BEGIN

/// What a client is allowed to upload, and where it lands.
#[derive(Debug, Clone, Copy, PartialEq, Eq)]
pub enum UploadKind {
    Avatar,
    Cv,
    PostImage,
    ProjectImage,
    SkillImage,
    VideoThumbnail,
}

impl UploadKind {
    pub fn parse(kind: &str) -> Option<Self> {
        match kind {
            "avatar" => Some(Self::Avatar),
            "cv" => Some(Self::Cv),
            "post-image" => Some(Self::PostImage),
            "project-image" => Some(Self::ProjectImage),
            "skill-image" => Some(Self::SkillImage),
            "video-thumbnail" => Some(Self::VideoThumbnail),
            _ => None,
        }
    }

    pub fn bucket(&self) -> &'static str {
        match self {
            Self::Avatar => "avatars",
            Self::Cv => "cvs",
            Self::PostImage => "post-images",
            Self::ProjectImage => "project-images",
            Self::SkillImage => "skill-images",
            Self::VideoThumbnail => "video-thumbnails",
        }
    }

    /// Content-type gate, applied before any storage interaction.
    pub fn accepts(&self, content_type: &str) -> bool {
        match self {
            Self::Cv => content_type == "application/pdf",
            _ => content_type.starts_with("image/"),
        }
    }
}

/// Strips anything that does not belong in an object key. Spaces become
/// underscores; path separators cannot survive.
pub fn sanitize_file_name(file_name: &str) -> String {
    file_name
        .trim()
        .chars()
        .map(|c| {
            if c.is_ascii_alphanumeric() || c == '.' || c == '-' || c == '_' {
                c
            } else {
                '_'
            }
        })
        .collect()
}

#[cfg(test)]
mod tests {
    use super::*;

    #[test]
    fn cv_takes_pdf_only() {
        assert!(UploadKind::Cv.accepts("application/pdf"));
        assert!(!UploadKind::Cv.accepts("image/png"));
        assert!(!UploadKind::Cv.accepts("application/zip"));
    }

    #[test]
    fn image_kinds_take_any_image_subtype() {
        assert!(UploadKind::Avatar.accepts("image/png"));
        assert!(UploadKind::PostImage.accepts("image/webp"));
        assert!(!UploadKind::ProjectImage.accepts("application/pdf"));
    }

    #[test]
    fn unknown_kind_does_not_parse() {
        assert_eq!(UploadKind::parse("post-image"), Some(UploadKind::PostImage));
        assert_eq!(UploadKind::parse("resume"), None);
    }

    #[test]
    fn file_names_lose_path_separators() {
        assert_eq!(sanitize_file_name("../etc/passwd"), ".._etc_passwd");
        assert_eq!(sanitize_file_name("my photo (1).png"), "my_photo__1_.png");
    }
}
use actix_web::{put, web, Responder};
use serde::Deserialize;
use tracing::error;

use crate::modules::auth::adapter::incoming::web::extractors::AuthenticatedUser;
use crate::shared::api::ApiResponse;
use crate::shared::validation::{validate_profile, ProfileInput};
use crate::AppState;

#[derive(Debug, Deserialize)]
pub struct UpsertProfileBody {
    pub display_name: Option<String>,
    pub bio: Option<String>,
    pub about_me: Option<String>,
    pub my_story: Option<String>,
    pub location: Option<String>,
    pub phone_number: Option<String>,
    pub email_contact: Option<String>,
    pub avatar_url: Option<String>,
    pub github_url: Option<String>,
    pub linkedin_url: Option<String>,
    pub twitter_url: Option<String>,
    pub instagram_url: Option<String>,
    pub semester: Option<String>,
    pub years_coding: Option<String>,
    pub projects_count: Option<String>,
}

impl From<UpsertProfileBody> for ProfileInput {
    fn from(body: UpsertProfileBody) -> Self {
        ProfileInput {
            display_name: body.display_name,
            bio: body.bio,
            about_me: body.about_me,
            my_story: body.my_story,
            location: body.location,
            phone_number: body.phone_number,
            email_contact: body.email_contact,
            avatar_url: body.avatar_url,
            github_url: body.github_url,
            linkedin_url: body.linkedin_url,
            twitter_url: body.twitter_url,
            instagram_url: body.instagram_url,
            semester: body.semester,
            years_coding: body.years_coding,
            projects_count: body.projects_count,
        }
    }
}

#[put("/api/profile")]
pub async fn upsert_profile_handler(
    user: AuthenticatedUser,
    body: web::Json<UpsertProfileBody>,
    data: web::Data<AppState>,
) -> impl Responder {
    let input: ProfileInput = body.into_inner().into();

    let profile_data = match validate_profile(&input) {
        Ok(data) => data,
        Err(errors) => return ApiResponse::validation_failed(errors.to_json()),
    };

    match data.profile.upsert.execute(user.user_id, profile_data).await {
        Ok(profile) => ApiResponse::success(profile),
        Err(e) => {
            error!("Saving profile failed: {}", e);
            ApiResponse::internal_error()
        }
    }
}
use actix_web::{delete, get, post, put, web, Responder};
use serde::Deserialize;
use tracing::error;
use uuid::Uuid;

use crate::modules::auth::adapter::incoming::web::extractors::AuthenticatedUser;
use crate::modules::project::application::ports::incoming::{
    ProjectError, RefreshProjectStatsError,
};
use crate::modules::project::application::ports::outgoing::ProjectData;
use crate::shared::api::ApiResponse;
use crate::shared::validation::{normalize_optional, ValidationErrors};
use crate::AppState;

#[derive(Debug, Deserialize)]
pub struct ProjectBody {
    pub title: String,
    pub description: String,
    pub github_url: Option<String>,
    pub demo_url: Option<String>,
    pub image_url: Option<String>,
    #[serde(default)]
    pub technologies: Vec<String>,
    pub status: Option<String>,
    #[serde(default)]
    pub featured: bool,
}

fn validate_body(body: ProjectBody) -> Result<ProjectData, ValidationErrors> {
    let mut errors = ValidationErrors::new();

    let title = body.title.trim().to_string();
    if title.is_empty() {
        errors.add("title", "Title is required");
    } else if title.len() > 150 {
        errors.add("title", "Title must be less than 150 characters");
    }

    let description = body.description.trim().to_string();
    if description.is_empty() {
        errors.add("description", "Description is required");
    }

    let technologies: Vec<String> = body
        .technologies
        .iter()
        .map(|t| t.trim().to_string())
        .filter(|t| !t.is_empty())
        .collect();

    if !errors.is_empty() {
        return Err(errors);
    }

    Ok(ProjectData {
        title,
        description,
        github_url: normalize_optional(body.github_url.as_deref()),
        demo_url: normalize_optional(body.demo_url.as_deref()),
        image_url: normalize_optional(body.image_url.as_deref()),
        technologies,
        status: normalize_optional(body.status.as_deref())
            .unwrap_or_else(|| "completed".to_string()),
        featured: body.featured,
    })
}

#[get("/api/projects")]
pub async fn list_projects_handler(data: web::Data<AppState>) -> impl Responder {
    match data.project.list.execute().await {
        Ok(rows) => ApiResponse::success(rows),
        Err(e) => {
            error!("Listing projects failed: {}", e);
            ApiResponse::internal_error()
        }
    }
}

#[post("/api/projects")]
pub async fn create_project_handler(
    user: AuthenticatedUser,
    body: web::Json<ProjectBody>,
    data: web::Data<AppState>,
) -> impl Responder {
    let payload = match validate_body(body.into_inner()) {
        Ok(p) => p,
        Err(errors) => return ApiResponse::validation_failed(errors.to_json()),
    };

    match data.project.create.execute(user.user_id, payload).await {
        Ok(created) => ApiResponse::created(created),
        Err(e) => {
            error!("Creating project failed: {}", e);
            ApiResponse::internal_error()
        }
    }
}

#[put("/api/projects/{id}")]
pub async fn update_project_handler(
    user: AuthenticatedUser,
    path: web::Path<Uuid>,
    body: web::Json<ProjectBody>,
    data: web::Data<AppState>,
) -> impl Responder {
    let payload = match validate_body(body.into_inner()) {
        Ok(p) => p,
        Err(errors) => return ApiResponse::validation_failed(errors.to_json()),
    };

    match data
        .project
        .update
        .execute(user.user_id, path.into_inner(), payload)
        .await
    {
        Ok(updated) => ApiResponse::success(updated),
        Err(ProjectError::NotFound) => {
            ApiResponse::not_found("PROJECT_NOT_FOUND", "Project not found")
        }
        Err(e) => {
            error!("Updating project failed: {}", e);
            ApiResponse::internal_error()
        }
    }
}

#[delete("/api/projects/{id}")]
pub async fn delete_project_handler(
    user: AuthenticatedUser,
    path: web::Path<Uuid>,
    data: web::Data<AppState>,
) -> impl Responder {
    match data
        .project
        .delete
        .execute(user.user_id, path.into_inner())
        .await
    {
        Ok(()) => ApiResponse::no_content(),
        Err(ProjectError::NotFound) => {
            ApiResponse::not_found("PROJECT_NOT_FOUND", "Project not found")
        }
        Err(e) => {
            error!("Deleting project failed: {}", e);
            ApiResponse::internal_error()
        }
    }
}

#[post("/api/projects/{id}/refresh-stats")]
pub async fn refresh_project_stats_handler(
    user: AuthenticatedUser,
    path: web::Path<Uuid>,
    data: web::Data<AppState>,
) -> impl Responder {
    match data
        .project
        .refresh_stats
        .execute(user.user_id, path.into_inner())
        .await
    {
        Ok(updated) => ApiResponse::success(updated),
        Err(RefreshProjectStatsError::NotFound) => {
            ApiResponse::not_found("PROJECT_NOT_FOUND", "Project not found")
        }
        Err(RefreshProjectStatsError::MissingGithubUrl) => {
            ApiResponse::bad_request("MISSING_GITHUB_URL", "Project has no GitHub URL")
        }
        Err(RefreshProjectStatsError::InvalidGithubUrl) => ApiResponse::bad_request(
            "INVALID_GITHUB_URL",
            "Stored GitHub URL is not a repository URL",
        ),
        Err(e) => {
            error!("Refreshing project stats failed: {}", e);
            ApiResponse::internal_error()
        }
    }
}
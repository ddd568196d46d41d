use async_trait::async_trait;
use chrono::{DateTime, Utc};
use serde::Serialize;
use thiserror::Error;
use uuid::Uuid;

#[derive(Debug, Clone, Serialize, PartialEq)]
pub struct ProjectRecord {
    pub id: Uuid,
    pub user_id: Uuid,
    pub title: String,
    pub description: String,
    pub github_url: Option<String>,
    pub demo_url: Option<String>,
    pub image_url: Option<String>,
    pub technologies: Vec<String>,
    pub status: String,
    pub featured: bool,
    pub github_stars: i32,
    pub github_forks: i32,
    pub order_index: i32,
    pub created_at: DateTime<Utc>,
    pub updated_at: DateTime<Utc>,
}

/// Normalized project payload, already past handler validation.
#[derive(Debug, Clone, PartialEq)]
pub struct ProjectData {
    pub title: String,
    pub description: String,
    pub github_url: Option<String>,
    pub demo_url: Option<String>,
    pub image_url: Option<String>,
    pub technologies: Vec<String>,
    pub status: String,
    pub featured: bool,
}

#[derive(Debug, Error)]
pub enum ProjectRepositoryError {
    #[error("project not found")]
    NotFound,
    #[error("database error: {0}")]
    DatabaseError(String),
}

#[async_trait]
pub trait ProjectRepository {
    /// Newest entries first (highest order_index).
    async fn list_all(&self) -> Result<Vec<ProjectRecord>, ProjectRepositoryError>;

    async fn find(&self, owner: Uuid, id: Uuid) -> Result<ProjectRecord, ProjectRepositoryError>;

    async fn count_for(&self, owner: Uuid) -> Result<u64, ProjectRepositoryError>;

    async fn insert(
        &self,
        owner: Uuid,
        data: ProjectData,
        order_index: i32,
    ) -> Result<ProjectRecord, ProjectRepositoryError>;

    async fn update(
        &self,
        owner: Uuid,
        id: Uuid,
        data: ProjectData,
    ) -> Result<ProjectRecord, ProjectRepositoryError>;

    async fn set_stats(
        &self,
        owner: Uuid,
        id: Uuid,
        stars: i32,
        forks: i32,
    ) -> Result<ProjectRecord, ProjectRepositoryError>;

    async fn delete(&self, owner: Uuid, id: Uuid) -> Result<(), ProjectRepositoryError>;
}
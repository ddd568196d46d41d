pub use sea_orm_migration::prelude::*;

mod m20250901_000001_create_users_table;
mod m20250901_000002_create_profiles_table;
mod m20250901_000003_create_skills_table;
mod m20250901_000004_create_featured_skills_table;
mod m20250901_000005_create_experiences_table;
mod m20250901_000006_create_projects_table;
mod m20250901_000007_create_videos_table;
mod m20250901_000008_create_posts_table;

pub struct Migrator;

#[async_trait::async_trait]
impl MigratorTrait for Migrator {
    fn migrations() -> Vec<Box<dyn MigrationTrait>> {
        vec![
            Box::new(m20250901_000001_create_users_table::Migration),
            Box::new(m20250901_000002_create_profiles_table::Migration),
            Box::new(m20250901_000003_create_skills_table::Migration),
            Box::new(m20250901_000004_create_featured_skills_table::Migration),
            Box::new(m20250901_000005_create_experiences_table::Migration),
            Box::new(m20250901_000006_create_projects_table::Migration),
            Box::new(m20250901_000007_create_videos_table::Migration),
            Box::new(m20250901_000008_create_posts_table::Migration),
        ]
    }
}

END

Copy every line in the listing above where the string "shared" turns up.

SOLUTION TO THE PROBLEM:
use crate::shared::api::ApiResponse;
use crate::shared::validation::{validate_profile, ProfileInput};
use crate::shared::api::ApiResponse;
use crate::shared::validation::{normalize_optional, ValidationErrors};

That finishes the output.